As part of our India adventure we are trying to cover as much of this diverse country as possible.   Growing up in the Midwest I am used to a pretty flat topography which makes Bangalore feel like normal.   All our friends from California or Europe complain about the lack of mountains.   India, Nepal, Tibet and China have some of the tallest peaks around.  We figured it was time to go check them out.    Unfortunately the season for visiting the northern borders of India is relatively short - April through October as the snow and ice gets to heavy... Again, I am a midwest girl, we think nothing of 18 inches of snow overnight, shoveling and then off to work.   We opted for early April, packing the necessary winter accessories to escape the Bangalore heat.

The five of us boarded our plane in Delhi at 5:55 am to head north to Leh-Ladakh in Jammu & Kashmir India.   No breakfast, bleary eyed and cramped on our flight - the kids managed to hold it together until the descent.  Gliding above the infinite plane of snow caps sprawling as far as the eye could see, our descent was slow and steady.   Soon enough the snowcaps were  disappearing and our flight was along the brown mountain sides.   It was spectacular.   I could see the valley ahead but we were still too high to land.  The the excitement started.  The plane started to rumble, bank to the left closely rounding the some lone mountains in the center of the valley...I could see the narrow streets and small air traffic control tower as we passed by...Again medium vibrations and we bank to the right getting lower into the valley.   I could see Nolan's eyes glaze over and the green tint spread across his face.    Stuck in a window seat, bag in the overhead i quickly dug into my pockets looking for tissues, wrappers or anything to manage the pending eruption.   Again we bank to the left, the landing gear drops and the rumblings become progressively more violent.

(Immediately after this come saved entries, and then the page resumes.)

use std::fs;
use std::path::Path;
use std::process::Command;

use tempfile::TempDir;

fn write_track(path: &Path) {
    let mut text = String::from("timestamp,speed,behaviour\n");
    for i in 0..256 {
        let (speed, label) = if (60..110).contains(&i) || (170..220).contains(&i) {
            (8.0 + (i as f64 * 0.7).sin(), "flight")
        } else {
            (0.3 + 0.1 * (i as f64 * 1.3).cos(), "rest")
        };
        text.push_str(&format!("2024-05-01T00:{:02}:{:02}Z,{speed},{label}\n", i / 60, i % 60));
    }
    fs::write(path, text).unwrap();
}

fn write_config(dir: &Path, extra: &str) -> std::path::PathBuf {
    let config = dir.join("migra.toml");
    let text = format!(
        r#"
[io]
input = "{input}"
output_dir = "{out}"
timestamp_column = "timestamp"

[wavelet]
filter = "haar"
levels = 4

[peaks]
level = 4
min_height = 2.0
min_distance = 30

[changepoints]
level = 1
threshold = 0.5
min_segment_length = 10
{extra}
"#,
        input = dir.join("track.csv").display(),
        out = dir.join("out").display(),
    );
    fs::write(&config, text).unwrap();
    config
}

fn migra() -> Command {
    Command::new(env!("CARGO_BIN_EXE_migra"))
}

#[test]
fn segment_writes_table_and_report() {
    let dir = TempDir::new().unwrap();
    write_track(&dir.path().join("track.csv"));
    let config = write_config(dir.path(), "[compare]\ncolumn = \"behaviour\"\ntolerance = 5\n");

    let status = migra()
        .args(["segment", "--config"])
        .arg(&config)
        .status()
        .unwrap();
    assert!(status.success());

    let table = fs::read_to_string(dir.path().join("out/segments.csv")).unwrap();
    let mut lines = table.lines();
    assert_eq!(
        lines.next().unwrap(),
        "index,timestamp,value,approx_4,detail_1,peak_segment,change_segment,stitched_segment"
    );
    assert_eq!(lines.count(), 256);

    let report = fs::read_to_string(dir.path().join("out/report.json")).unwrap();
    assert!(report.contains("\"filter\": \"haar\""));
    assert!(report.contains("\"stitched_segment\""));
    assert!(report.contains("\"reference\": \"behaviour\""));
}

#[test]
fn comparison_reads_labels_with_track_delimiter() {
    let dir = TempDir::new().unwrap();
    let track = dir.path().join("track.csv");
    write_track(&track);
    let text = fs::read_to_string(&track).unwrap().replace(',', ";");
    fs::write(&track, text).unwrap();

    let config = write_config(dir.path(), "[compare]\ncolumn = \"behaviour\"\n");
    let text = fs::read_to_string(&config).unwrap().replace(
        "timestamp_column = \"timestamp\"",
        "timestamp_column = \"timestamp\"\ndelimiter = \";\"",
    );
    fs::write(&config, text).unwrap();

    let output = migra()
        .args(["segment", "--config"])
        .arg(&config)
        .output()
        .unwrap();
    assert!(
        output.status.success(),
        "{}",
        String::from_utf8_lossy(&output.stderr)
    );
    let report = fs::read_to_string(dir.path().join("out/report.json")).unwrap();
    assert!(report.contains("\"reference\": \"behaviour\""));
}

#[test]
fn decompose_writes_bands_to_requested_path() {
    let dir = TempDir::new().unwrap();
    write_track(&dir.path().join("track.csv"));
    let config = write_config(dir.path(), "");
    let output = dir.path().join("bands.csv");

    let status = migra()
        .args(["decompose", "--config"])
        .arg(&config)
        .arg("--output")
        .arg(&output)
        .status()
        .unwrap();
    assert!(status.success());

    let bands = fs::read_to_string(&output).unwrap();
    assert!(bands.starts_with("index,approx_1,approx_2,approx_3,approx_4,detail_1,"));
    assert_eq!(bands.lines().count(), 257);
}

#[test]
fn input_flag_overrides_config() {
    let dir = TempDir::new().unwrap();
    let other = dir.path().join("other.csv");
    write_track(&other);
    // track.csv named in the config does not exist
    let config = write_config(dir.path(), "");

    let status = migra()
        .args(["segment", "--config"])
        .arg(&config)
        .arg("--input")
        .arg(&other)
        .status()
        .unwrap();
    assert!(status.success());
    assert!(dir.path().join("out/segments.csv").exists());
}

#[test]
fn missing_config_fails_with_message() {
    let dir = TempDir::new().unwrap();
    let output = migra()
        .args(["segment", "--config"])
        .arg(dir.path().join("absent.toml"))
        .output()
        .unwrap();
    assert!(!output.status.success());
    let stderr = String::from_utf8_lossy(&output.stderr);
    assert!(stderr.contains("Error: failed to read config file"));
}

#[test]
fn level_above_decomposition_fails() {
    let dir = TempDir::new().unwrap();
    write_track(&dir.path().join("track.csv"));
    let config = write_config(dir.path(), "");
    let text = fs::read_to_string(&config)
        .unwrap()
        .replace("levels = 4", "levels = 3");
    fs::write(&config, text).unwrap();

    let output = migra()
        .args(["segment", "--config"])
        .arg(&config)
        .output()
        .unwrap();
    assert!(!output.status.success());
    assert!(!dir.path().join("out").exists());
}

Nolan loses it.  I will spare you the details but this is when you earn your strips as a Mom.   My other two kids start to heave at the mere sight of their little brother and my husband looked away.  I was ready to throw out his shoes but knowing there would be no options in town - i opted for water and baby wipes hoping he would not inspect my handiwork.   I learned after deplaning this is what you call a Baghdad or spiral landing.  That should have been enough warning for what followed!

having coffee at the Grand Dragon hotel-check out that backdrop!
Off to the hotel which was at 10,000 ft elevation.   A day of rest was planned so we could acclimate to the thinner air.   I climbed in bed with a hat on my head and book in hand to hydrate and rest however a nagging headache got progressively worse.  I checked in with Doug - same headache.  Kids were fine watching the every present Cartoon Network.   It dawned on us around 5pm that we were just suffering from caffeine withdrawal.  Nothing a little Starbucks Via to Go couldn't solve.   New reminder - have 1 cup of coffee no matter the schedule to avoid delusion and hypochondriac notions!   I would like to say that the those were the biggest challenges of the journey but the toilets proved to be the next life lesson for the kids.

As an adult - you have more experience making do with what is present (outhouse, road side, holes in the ground and the like....) as a kid you are still operating under the parental orders of don't touch dirty stuff, wash your hands all the time and don't go down dark or unlit pathways...Well those were exactly the conditions of rural mountain bathrooms.   I tried to be a sport and use what was available so the kids would follow suit but there were just times Emma and Nolan could deal.   I don't have a picture or even have found something as interesting as what we saw in the mountains...picture the scene from Trainspotting - that was our Tibetan kitchen facilities... think back to Slumdog Millionaire and the style where the drop is 30 feet below and finally our favorite, a ceramic basin put in the ground with a rock on top sheltered by burlap wrapped around a stick!

I would say we are all experts at identifying good facilities after enough bad ones found - but in addition to carrying water, tissue and purell make the whole experience tolerable...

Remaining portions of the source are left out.